[Data entries]

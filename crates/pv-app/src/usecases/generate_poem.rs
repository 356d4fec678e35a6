use std::sync::Arc;

use pv_core::ports::{GeneratePoemInput, GenerationError, PoemGeneratorPort};
use tracing::{error, info, warn};

use crate::session::{PhotoSession, SessionError};

/// Sends the current preview to the generation gateway and records the
/// outcome in the session.
pub struct GeneratePoem {
    session: PhotoSession,
    generator: Arc<dyn PoemGeneratorPort>,
}

impl GeneratePoem {
    pub fn new(session: PhotoSession, generator: Arc<dyn PoemGeneratorPort>) -> Self {
        Self { session, generator }
    }

    /// Runs one generation round.
    ///
    /// - `Busy` while another round is in flight (nothing changes).
    /// - `NoPhoto` without a ready preview (the session shows the error).
    /// - `GenerationFailed` with the gateway's message, or a generic one.
    /// - `Superseded` when the selection changed before the gateway answered.
    ///
    /// Exactly one of poem / error is set on completion and the busy flag is
    /// always released.
    #[tracing::instrument(name = "usecase.generate_poem.execute", skip(self))]
    pub async fn execute(&self) -> Result<String, SessionError> {
        let ticket = self.session.begin_generation()?;
        let input = GeneratePoemInput {
            photo_data_uri: ticket.photo_data_uri().to_string(),
        };

        let result = match self.generator.generate(input).await {
            Ok(output) if !output.poem.trim().is_empty() => Ok(output.poem),
            Ok(_) => Err(GenerationError::EmptyOutput),
            Err(err) => Err(err),
        };

        match result {
            Ok(poem) => {
                if !ticket.succeed(poem.clone()) {
                    warn!("Selection changed during generation; poem discarded");
                    return Err(SessionError::Superseded);
                }
                info!(chars = poem.chars().count(), "Poem generated");
                Ok(poem)
            }
            Err(err) => {
                error!(error = %err, "Poem generation failed");
                let session_error = match err {
                    GenerationError::Failed(message) => SessionError::generation_failed(message),
                    GenerationError::EmptyOutput => SessionError::generation_failed(""),
                };
                if !ticket.fail(session_error.clone()) {
                    return Err(SessionError::Superseded);
                }
                Err(session_error)
            }
        }
    }
}

#[cfg(test)]
mod tests {
    use super::*;
    use crate::session::GENERATION_FALLBACK_MESSAGE;
    use async_trait::async_trait;
    use pv_core::photo::{MimeType, PhotoFile, UploadPolicy};
    use pv_core::ports::{GeneratePoemOutput, PhotoReadError, PhotoReaderPort};
    use std::sync::atomic::{AtomicUsize, Ordering};
    use tokio::sync::Notify;

    struct FixedReader;

    #[async_trait]
    impl PhotoReaderPort for FixedReader {
        async fn read(&self, _file: &PhotoFile) -> Result<Vec<u8>, PhotoReadError> {
            Ok(b"pixels".to_vec())
        }
    }

    struct ScriptedGenerator {
        reply: Result<GeneratePoemOutput, GenerationError>,
        calls: AtomicUsize,
    }

    #[async_trait]
    impl PoemGeneratorPort for ScriptedGenerator {
        async fn generate(&self, input: GeneratePoemInput) -> Result<GeneratePoemOutput, GenerationError> {
            assert!(input.photo_data_uri.starts_with("data:image/png;base64,"));
            self.calls.fetch_add(1, Ordering::SeqCst);
            self.reply.clone()
        }
    }

    async fn ready_session() -> PhotoSession {
        let session = PhotoSession::new(UploadPolicy::default(), Arc::new(FixedReader));
        session
            .ingest(Some(PhotoFile::new("p.png", MimeType::from("image/png"), 6, "/p.png")))
            .await;
        session.wait_for_preview().await.unwrap();
        session
    }

    fn generator(reply: Result<GeneratePoemOutput, GenerationError>) -> Arc<ScriptedGenerator> {
        Arc::new(ScriptedGenerator {
            reply,
            calls: AtomicUsize::new(0),
        })
    }

    #[tokio::test]
    async fn empty_output_uses_fallback_message() {
        let session = ready_session().await;
        let gen = generator(Ok(GeneratePoemOutput { poem: "  \n".into() }));
        let uc = GeneratePoem::new(session.clone(), gen);

        let err = uc.execute().await.unwrap_err();

        assert_eq!(
            err,
            SessionError::GenerationFailed(GENERATION_FALLBACK_MESSAGE.into())
        );
        let state = session.snapshot();
        assert!(state.poem.is_none());
        assert!(!state.busy);
    }

    #[tokio::test]
    async fn blank_gateway_message_uses_fallback() {
        let session = ready_session().await;
        let uc = GeneratePoem::new(session.clone(), generator(Err(GenerationError::Failed(String::new()))));

        let err = uc.execute().await.unwrap_err();

        assert_eq!(err.to_string(), GENERATION_FALLBACK_MESSAGE);
    }

    #[tokio::test]
    async fn no_gateway_call_without_preview() {
        let session = PhotoSession::new(UploadPolicy::default(), Arc::new(FixedReader));
        let gen = generator(Ok(GeneratePoemOutput { poem: "x".into() }));
        let uc = GeneratePoem::new(session.clone(), gen.clone());

        assert_eq!(uc.execute().await.unwrap_err(), SessionError::NoPhoto);
        assert_eq!(gen.calls.load(Ordering::SeqCst), 0);
    }

    /// Holds every call until the gate opens; signals `started` on entry.
    struct GatedGenerator {
        started: Arc<Notify>,
        gate: Arc<Notify>,
        reply: Result<GeneratePoemOutput, GenerationError>,
    }

    #[async_trait]
    impl PoemGeneratorPort for GatedGenerator {
        async fn generate(&self, _input: GeneratePoemInput) -> Result<GeneratePoemOutput, GenerationError> {
            self.started.notify_one();
            self.gate.notified().await;
            self.reply.clone()
        }
    }

    /// Starts a generation round, reselects a photo while the gateway is
    /// still working, then lets the gateway answer with `reply`.
    async fn reselect_during_generation(
        reply: Result<GeneratePoemOutput, GenerationError>,
    ) -> (PhotoSession, Result<String, SessionError>) {
        let session = ready_session().await;
        let started = Arc::new(Notify::new());
        let gate = Arc::new(Notify::new());
        let uc = GeneratePoem::new(
            session.clone(),
            Arc::new(GatedGenerator {
                started: started.clone(),
                gate: gate.clone(),
                reply,
            }),
        );

        let round = tokio::spawn(async move { uc.execute().await });
        started.notified().await;
        assert!(session.snapshot().busy);

        let outcome = session
            .ingest(Some(PhotoFile::new("q.png", MimeType::from("image/png"), 6, "/q.png")))
            .await;
        assert!(outcome.accepted);
        session.wait_for_preview().await.unwrap();

        gate.notify_one();
        let result = round.await.unwrap();
        (session, result)
    }

    #[tokio::test]
    async fn poem_for_replaced_photo_is_discarded() {
        let (session, result) =
            reselect_during_generation(Ok(GeneratePoemOutput { poem: "Old light.".into() })).await;

        assert_eq!(result, Err(SessionError::Superseded));
        let state = session.snapshot();
        assert!(state.poem.is_none());
        assert!(state.error.is_none());
        assert!(!state.busy);
        assert_eq!(state.photo.map(|p| p.name).as_deref(), Some("q.png"));
        assert!(state.preview.is_some());
    }

    #[tokio::test]
    async fn failure_for_replaced_photo_is_discarded() {
        let (session, result) =
            reselect_during_generation(Err(GenerationError::Failed("boom".into()))).await;

        assert_eq!(result, Err(SessionError::Superseded));
        let state = session.snapshot();
        assert!(state.poem.is_none());
        assert!(state.error.is_none());
        assert!(!state.busy);
        assert!(state.can_generate());
    }

    #[tokio::test]
    async fn second_trigger_while_busy_is_ignored() {
        let session = ready_session().await;
        let started = Arc::new(Notify::new());
        let gate = Arc::new(Notify::new());
        let uc = Arc::new(GeneratePoem::new(
            session.clone(),
            Arc::new(GatedGenerator {
                started: started.clone(),
                gate: gate.clone(),
                reply: Ok(GeneratePoemOutput { poem: "Once.".into() }),
            }),
        ));

        let first = {
            let uc = uc.clone();
            tokio::spawn(async move { uc.execute().await })
        };
        started.notified().await;

        assert_eq!(uc.execute().await, Err(SessionError::Busy));

        gate.notify_one();
        assert_eq!(first.await.unwrap().as_deref(), Ok("Once."));
        assert!(!session.snapshot().busy);
    }
}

» What you should do
Copy each line in the entries above where the word "outcome" shows up.

» Task answer
/// outcome in the session.
        let outcome = session
        assert!(outcome.accepted);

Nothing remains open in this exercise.